- **EXERCISE DESCRIPTION**
Return precisely the opening lines of the listing below, ending with the line that contains "use crate::e621::sender::entries::PostEntry;".

* * * * * * *

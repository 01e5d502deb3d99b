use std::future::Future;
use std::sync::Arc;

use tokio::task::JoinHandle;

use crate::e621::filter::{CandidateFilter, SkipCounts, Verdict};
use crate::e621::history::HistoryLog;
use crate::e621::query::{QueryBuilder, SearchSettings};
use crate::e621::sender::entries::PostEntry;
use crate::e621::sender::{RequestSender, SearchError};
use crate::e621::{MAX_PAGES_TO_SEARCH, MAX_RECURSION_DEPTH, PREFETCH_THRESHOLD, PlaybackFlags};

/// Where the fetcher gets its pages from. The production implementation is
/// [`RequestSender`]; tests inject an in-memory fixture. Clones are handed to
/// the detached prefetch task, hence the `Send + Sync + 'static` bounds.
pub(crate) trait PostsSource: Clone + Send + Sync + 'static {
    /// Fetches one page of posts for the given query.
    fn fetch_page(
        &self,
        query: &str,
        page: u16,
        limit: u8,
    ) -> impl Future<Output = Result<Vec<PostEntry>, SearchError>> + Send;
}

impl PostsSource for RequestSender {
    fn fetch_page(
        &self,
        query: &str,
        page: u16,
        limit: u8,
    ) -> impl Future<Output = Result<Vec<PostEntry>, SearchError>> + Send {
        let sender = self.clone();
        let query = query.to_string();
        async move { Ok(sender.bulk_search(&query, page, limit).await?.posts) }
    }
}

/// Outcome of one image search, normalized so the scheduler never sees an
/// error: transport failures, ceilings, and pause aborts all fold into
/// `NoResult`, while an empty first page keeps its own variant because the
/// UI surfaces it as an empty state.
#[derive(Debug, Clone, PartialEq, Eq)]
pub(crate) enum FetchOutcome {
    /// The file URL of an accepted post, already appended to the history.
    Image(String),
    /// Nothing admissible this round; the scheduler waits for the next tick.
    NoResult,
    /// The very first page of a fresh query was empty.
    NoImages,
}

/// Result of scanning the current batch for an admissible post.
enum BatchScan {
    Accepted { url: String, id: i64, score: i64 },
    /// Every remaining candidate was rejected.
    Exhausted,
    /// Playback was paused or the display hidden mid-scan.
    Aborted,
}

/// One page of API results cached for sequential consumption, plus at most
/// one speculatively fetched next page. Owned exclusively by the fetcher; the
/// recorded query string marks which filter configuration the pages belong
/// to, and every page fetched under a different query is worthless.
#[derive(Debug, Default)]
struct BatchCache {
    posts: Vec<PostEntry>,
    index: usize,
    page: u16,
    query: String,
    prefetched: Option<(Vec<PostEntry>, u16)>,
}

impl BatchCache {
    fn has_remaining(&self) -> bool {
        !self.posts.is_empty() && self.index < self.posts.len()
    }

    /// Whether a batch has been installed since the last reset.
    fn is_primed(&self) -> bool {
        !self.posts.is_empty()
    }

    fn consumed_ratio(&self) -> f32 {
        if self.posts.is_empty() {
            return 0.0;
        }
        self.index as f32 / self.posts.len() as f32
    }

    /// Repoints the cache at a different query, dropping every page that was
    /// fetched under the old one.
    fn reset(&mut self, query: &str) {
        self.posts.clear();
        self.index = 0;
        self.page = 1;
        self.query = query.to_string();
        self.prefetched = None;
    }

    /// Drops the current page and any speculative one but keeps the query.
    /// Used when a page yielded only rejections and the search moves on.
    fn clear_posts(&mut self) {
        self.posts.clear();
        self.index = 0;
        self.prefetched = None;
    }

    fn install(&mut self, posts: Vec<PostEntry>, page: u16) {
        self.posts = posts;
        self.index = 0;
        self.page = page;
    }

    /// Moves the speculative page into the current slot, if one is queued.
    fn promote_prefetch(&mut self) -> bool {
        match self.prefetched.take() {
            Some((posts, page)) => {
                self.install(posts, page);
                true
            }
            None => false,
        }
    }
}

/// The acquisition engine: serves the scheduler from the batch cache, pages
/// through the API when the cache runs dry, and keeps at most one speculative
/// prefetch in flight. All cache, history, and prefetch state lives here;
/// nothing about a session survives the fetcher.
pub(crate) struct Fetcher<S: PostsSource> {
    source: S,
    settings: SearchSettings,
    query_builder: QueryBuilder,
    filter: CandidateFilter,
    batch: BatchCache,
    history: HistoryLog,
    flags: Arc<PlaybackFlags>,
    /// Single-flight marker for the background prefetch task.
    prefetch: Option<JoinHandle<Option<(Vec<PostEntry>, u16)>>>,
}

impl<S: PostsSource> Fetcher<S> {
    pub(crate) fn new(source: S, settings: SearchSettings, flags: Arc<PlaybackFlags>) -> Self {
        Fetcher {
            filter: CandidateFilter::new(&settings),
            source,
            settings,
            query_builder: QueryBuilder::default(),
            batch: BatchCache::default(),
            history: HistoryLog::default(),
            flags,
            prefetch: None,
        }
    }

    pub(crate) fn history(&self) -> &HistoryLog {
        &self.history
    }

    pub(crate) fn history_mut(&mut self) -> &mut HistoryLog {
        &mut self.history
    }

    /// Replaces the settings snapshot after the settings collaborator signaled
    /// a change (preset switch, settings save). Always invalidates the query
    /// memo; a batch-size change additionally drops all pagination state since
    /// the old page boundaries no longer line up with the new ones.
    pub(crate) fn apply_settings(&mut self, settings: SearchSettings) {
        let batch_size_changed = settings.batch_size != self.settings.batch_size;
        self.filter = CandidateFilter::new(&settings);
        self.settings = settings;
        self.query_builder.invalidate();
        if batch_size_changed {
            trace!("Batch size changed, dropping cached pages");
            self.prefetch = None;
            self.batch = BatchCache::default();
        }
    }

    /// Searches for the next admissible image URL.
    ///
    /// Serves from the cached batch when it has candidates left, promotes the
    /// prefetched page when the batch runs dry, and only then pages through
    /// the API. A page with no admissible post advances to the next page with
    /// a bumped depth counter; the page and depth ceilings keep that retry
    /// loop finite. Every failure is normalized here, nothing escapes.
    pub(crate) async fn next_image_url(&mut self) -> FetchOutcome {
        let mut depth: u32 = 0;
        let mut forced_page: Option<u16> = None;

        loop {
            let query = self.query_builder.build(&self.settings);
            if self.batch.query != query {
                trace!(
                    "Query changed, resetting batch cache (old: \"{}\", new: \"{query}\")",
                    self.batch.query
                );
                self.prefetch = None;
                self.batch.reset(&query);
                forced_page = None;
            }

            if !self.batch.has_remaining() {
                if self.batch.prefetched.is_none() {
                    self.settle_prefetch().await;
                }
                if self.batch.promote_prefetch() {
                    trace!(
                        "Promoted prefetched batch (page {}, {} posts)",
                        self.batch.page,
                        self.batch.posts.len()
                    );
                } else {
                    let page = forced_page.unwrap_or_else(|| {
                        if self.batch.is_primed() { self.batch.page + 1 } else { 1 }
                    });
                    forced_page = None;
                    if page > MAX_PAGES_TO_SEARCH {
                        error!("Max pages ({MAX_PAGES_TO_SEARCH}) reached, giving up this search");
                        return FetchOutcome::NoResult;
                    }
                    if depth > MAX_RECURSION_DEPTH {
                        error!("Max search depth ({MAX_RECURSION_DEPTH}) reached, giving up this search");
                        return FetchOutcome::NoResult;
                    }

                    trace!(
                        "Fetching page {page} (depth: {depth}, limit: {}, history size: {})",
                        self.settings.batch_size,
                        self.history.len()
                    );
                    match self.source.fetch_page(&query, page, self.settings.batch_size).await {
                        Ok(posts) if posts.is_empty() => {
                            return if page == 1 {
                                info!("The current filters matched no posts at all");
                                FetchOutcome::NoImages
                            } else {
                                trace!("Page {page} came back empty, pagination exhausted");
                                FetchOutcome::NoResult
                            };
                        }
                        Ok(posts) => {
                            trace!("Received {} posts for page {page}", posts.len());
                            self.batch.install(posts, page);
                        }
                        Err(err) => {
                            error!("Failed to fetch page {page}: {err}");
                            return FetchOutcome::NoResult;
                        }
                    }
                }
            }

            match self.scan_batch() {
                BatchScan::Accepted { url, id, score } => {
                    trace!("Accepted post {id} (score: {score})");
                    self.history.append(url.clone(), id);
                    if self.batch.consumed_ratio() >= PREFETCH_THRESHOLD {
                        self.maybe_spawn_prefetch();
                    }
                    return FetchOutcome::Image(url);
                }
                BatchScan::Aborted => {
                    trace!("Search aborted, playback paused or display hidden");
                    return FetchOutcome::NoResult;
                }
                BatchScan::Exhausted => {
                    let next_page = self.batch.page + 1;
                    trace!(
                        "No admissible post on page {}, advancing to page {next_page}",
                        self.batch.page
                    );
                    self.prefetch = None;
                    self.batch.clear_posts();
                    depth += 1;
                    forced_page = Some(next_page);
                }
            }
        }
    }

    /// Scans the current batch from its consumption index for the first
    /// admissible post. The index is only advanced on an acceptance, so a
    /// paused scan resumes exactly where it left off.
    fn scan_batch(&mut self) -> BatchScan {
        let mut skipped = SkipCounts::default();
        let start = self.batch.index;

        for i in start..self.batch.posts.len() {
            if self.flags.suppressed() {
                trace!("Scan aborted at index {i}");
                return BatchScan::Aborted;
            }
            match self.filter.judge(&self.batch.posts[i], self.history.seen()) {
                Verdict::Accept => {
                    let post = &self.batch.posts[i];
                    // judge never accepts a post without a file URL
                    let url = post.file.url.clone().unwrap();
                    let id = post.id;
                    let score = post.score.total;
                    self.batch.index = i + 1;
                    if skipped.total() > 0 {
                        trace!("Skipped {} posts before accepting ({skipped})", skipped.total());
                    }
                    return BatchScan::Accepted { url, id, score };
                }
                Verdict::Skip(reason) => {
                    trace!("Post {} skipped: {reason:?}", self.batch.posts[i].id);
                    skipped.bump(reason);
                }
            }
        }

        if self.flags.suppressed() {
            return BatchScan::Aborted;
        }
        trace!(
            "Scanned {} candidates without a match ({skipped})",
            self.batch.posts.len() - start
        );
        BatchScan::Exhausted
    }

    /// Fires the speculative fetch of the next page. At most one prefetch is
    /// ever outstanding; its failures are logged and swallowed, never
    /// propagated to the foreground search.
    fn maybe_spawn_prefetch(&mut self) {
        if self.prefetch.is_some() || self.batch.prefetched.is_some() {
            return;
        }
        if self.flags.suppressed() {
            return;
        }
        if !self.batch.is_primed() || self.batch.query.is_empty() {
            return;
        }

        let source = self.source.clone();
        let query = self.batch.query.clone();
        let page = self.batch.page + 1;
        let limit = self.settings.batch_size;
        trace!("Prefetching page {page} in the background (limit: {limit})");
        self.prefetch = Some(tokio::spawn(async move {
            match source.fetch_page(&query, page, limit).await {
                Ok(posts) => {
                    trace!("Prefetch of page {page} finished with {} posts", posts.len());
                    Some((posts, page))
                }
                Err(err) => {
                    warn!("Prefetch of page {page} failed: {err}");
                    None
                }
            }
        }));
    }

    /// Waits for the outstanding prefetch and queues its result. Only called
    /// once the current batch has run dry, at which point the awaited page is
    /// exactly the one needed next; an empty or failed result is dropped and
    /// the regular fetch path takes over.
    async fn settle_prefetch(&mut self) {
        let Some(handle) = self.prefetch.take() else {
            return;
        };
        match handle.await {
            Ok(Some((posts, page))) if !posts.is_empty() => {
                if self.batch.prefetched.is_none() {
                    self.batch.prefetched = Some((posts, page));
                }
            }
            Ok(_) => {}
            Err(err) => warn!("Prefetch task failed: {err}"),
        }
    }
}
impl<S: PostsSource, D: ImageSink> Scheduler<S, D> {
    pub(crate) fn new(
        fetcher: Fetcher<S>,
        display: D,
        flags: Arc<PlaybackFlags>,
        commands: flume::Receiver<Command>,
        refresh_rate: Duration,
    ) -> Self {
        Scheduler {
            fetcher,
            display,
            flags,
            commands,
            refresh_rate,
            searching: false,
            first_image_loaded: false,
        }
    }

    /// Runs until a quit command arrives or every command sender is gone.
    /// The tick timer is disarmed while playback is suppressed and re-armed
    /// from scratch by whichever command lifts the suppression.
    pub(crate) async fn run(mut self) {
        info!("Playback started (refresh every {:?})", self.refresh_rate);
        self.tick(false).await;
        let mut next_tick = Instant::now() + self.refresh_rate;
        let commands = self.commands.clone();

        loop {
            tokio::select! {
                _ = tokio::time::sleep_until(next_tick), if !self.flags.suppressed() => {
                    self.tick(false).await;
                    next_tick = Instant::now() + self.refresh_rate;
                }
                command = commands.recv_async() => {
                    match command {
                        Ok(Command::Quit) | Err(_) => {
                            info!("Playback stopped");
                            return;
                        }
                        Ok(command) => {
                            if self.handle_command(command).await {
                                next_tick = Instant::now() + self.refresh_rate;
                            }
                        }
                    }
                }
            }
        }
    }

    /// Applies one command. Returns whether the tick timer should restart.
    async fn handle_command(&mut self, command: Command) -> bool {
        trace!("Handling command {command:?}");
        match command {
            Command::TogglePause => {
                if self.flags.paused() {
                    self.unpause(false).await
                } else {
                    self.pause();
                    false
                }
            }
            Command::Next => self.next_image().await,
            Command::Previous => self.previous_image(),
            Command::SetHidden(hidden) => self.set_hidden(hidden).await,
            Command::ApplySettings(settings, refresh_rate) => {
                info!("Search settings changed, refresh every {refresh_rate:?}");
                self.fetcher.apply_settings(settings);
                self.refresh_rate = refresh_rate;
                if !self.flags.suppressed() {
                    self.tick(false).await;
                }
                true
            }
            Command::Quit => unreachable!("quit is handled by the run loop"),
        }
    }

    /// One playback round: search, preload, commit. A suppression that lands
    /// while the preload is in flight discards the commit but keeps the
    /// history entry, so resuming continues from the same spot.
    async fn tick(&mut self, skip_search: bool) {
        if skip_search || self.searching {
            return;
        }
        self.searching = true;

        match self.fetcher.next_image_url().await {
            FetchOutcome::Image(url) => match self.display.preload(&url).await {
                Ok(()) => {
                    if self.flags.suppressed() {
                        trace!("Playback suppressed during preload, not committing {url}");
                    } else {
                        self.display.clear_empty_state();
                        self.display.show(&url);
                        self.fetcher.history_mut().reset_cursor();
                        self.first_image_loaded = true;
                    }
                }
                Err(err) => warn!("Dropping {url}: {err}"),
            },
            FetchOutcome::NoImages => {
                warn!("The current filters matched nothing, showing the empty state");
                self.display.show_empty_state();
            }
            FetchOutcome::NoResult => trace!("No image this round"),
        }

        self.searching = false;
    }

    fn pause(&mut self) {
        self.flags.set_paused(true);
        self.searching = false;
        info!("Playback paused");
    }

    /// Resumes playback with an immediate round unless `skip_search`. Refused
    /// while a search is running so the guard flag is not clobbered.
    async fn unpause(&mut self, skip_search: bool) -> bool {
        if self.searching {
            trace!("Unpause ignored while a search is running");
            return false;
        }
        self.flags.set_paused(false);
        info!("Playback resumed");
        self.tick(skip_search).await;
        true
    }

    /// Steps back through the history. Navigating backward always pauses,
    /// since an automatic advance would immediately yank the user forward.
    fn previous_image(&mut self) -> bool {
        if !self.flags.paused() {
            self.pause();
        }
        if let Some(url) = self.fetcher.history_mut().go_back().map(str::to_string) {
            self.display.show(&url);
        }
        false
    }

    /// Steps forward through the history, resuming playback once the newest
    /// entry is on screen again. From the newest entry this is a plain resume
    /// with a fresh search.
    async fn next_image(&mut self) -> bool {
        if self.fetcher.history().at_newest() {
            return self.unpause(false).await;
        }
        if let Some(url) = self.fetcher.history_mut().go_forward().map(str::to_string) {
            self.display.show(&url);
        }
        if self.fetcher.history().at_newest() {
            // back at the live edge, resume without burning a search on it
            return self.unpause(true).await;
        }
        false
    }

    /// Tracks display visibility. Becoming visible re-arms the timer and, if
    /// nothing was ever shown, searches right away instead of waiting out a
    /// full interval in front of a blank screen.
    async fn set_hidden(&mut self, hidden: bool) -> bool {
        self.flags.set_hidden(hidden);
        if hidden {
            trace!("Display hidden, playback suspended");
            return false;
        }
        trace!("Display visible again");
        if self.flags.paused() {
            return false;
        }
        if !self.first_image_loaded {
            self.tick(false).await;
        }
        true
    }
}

* * * * * * *

- **PROBLEM SOLUTION**
repository 01e5d502deb3d99b
use std::future::Future;
use std::sync::Arc;

use tokio::task::JoinHandle;

use crate::e621::filter::{CandidateFilter, SkipCounts, Verdict};
use crate::e621::history::HistoryLog;
use crate::e621::query::{QueryBuilder, SearchSettings};
use crate::e621::sender::entries::PostEntry;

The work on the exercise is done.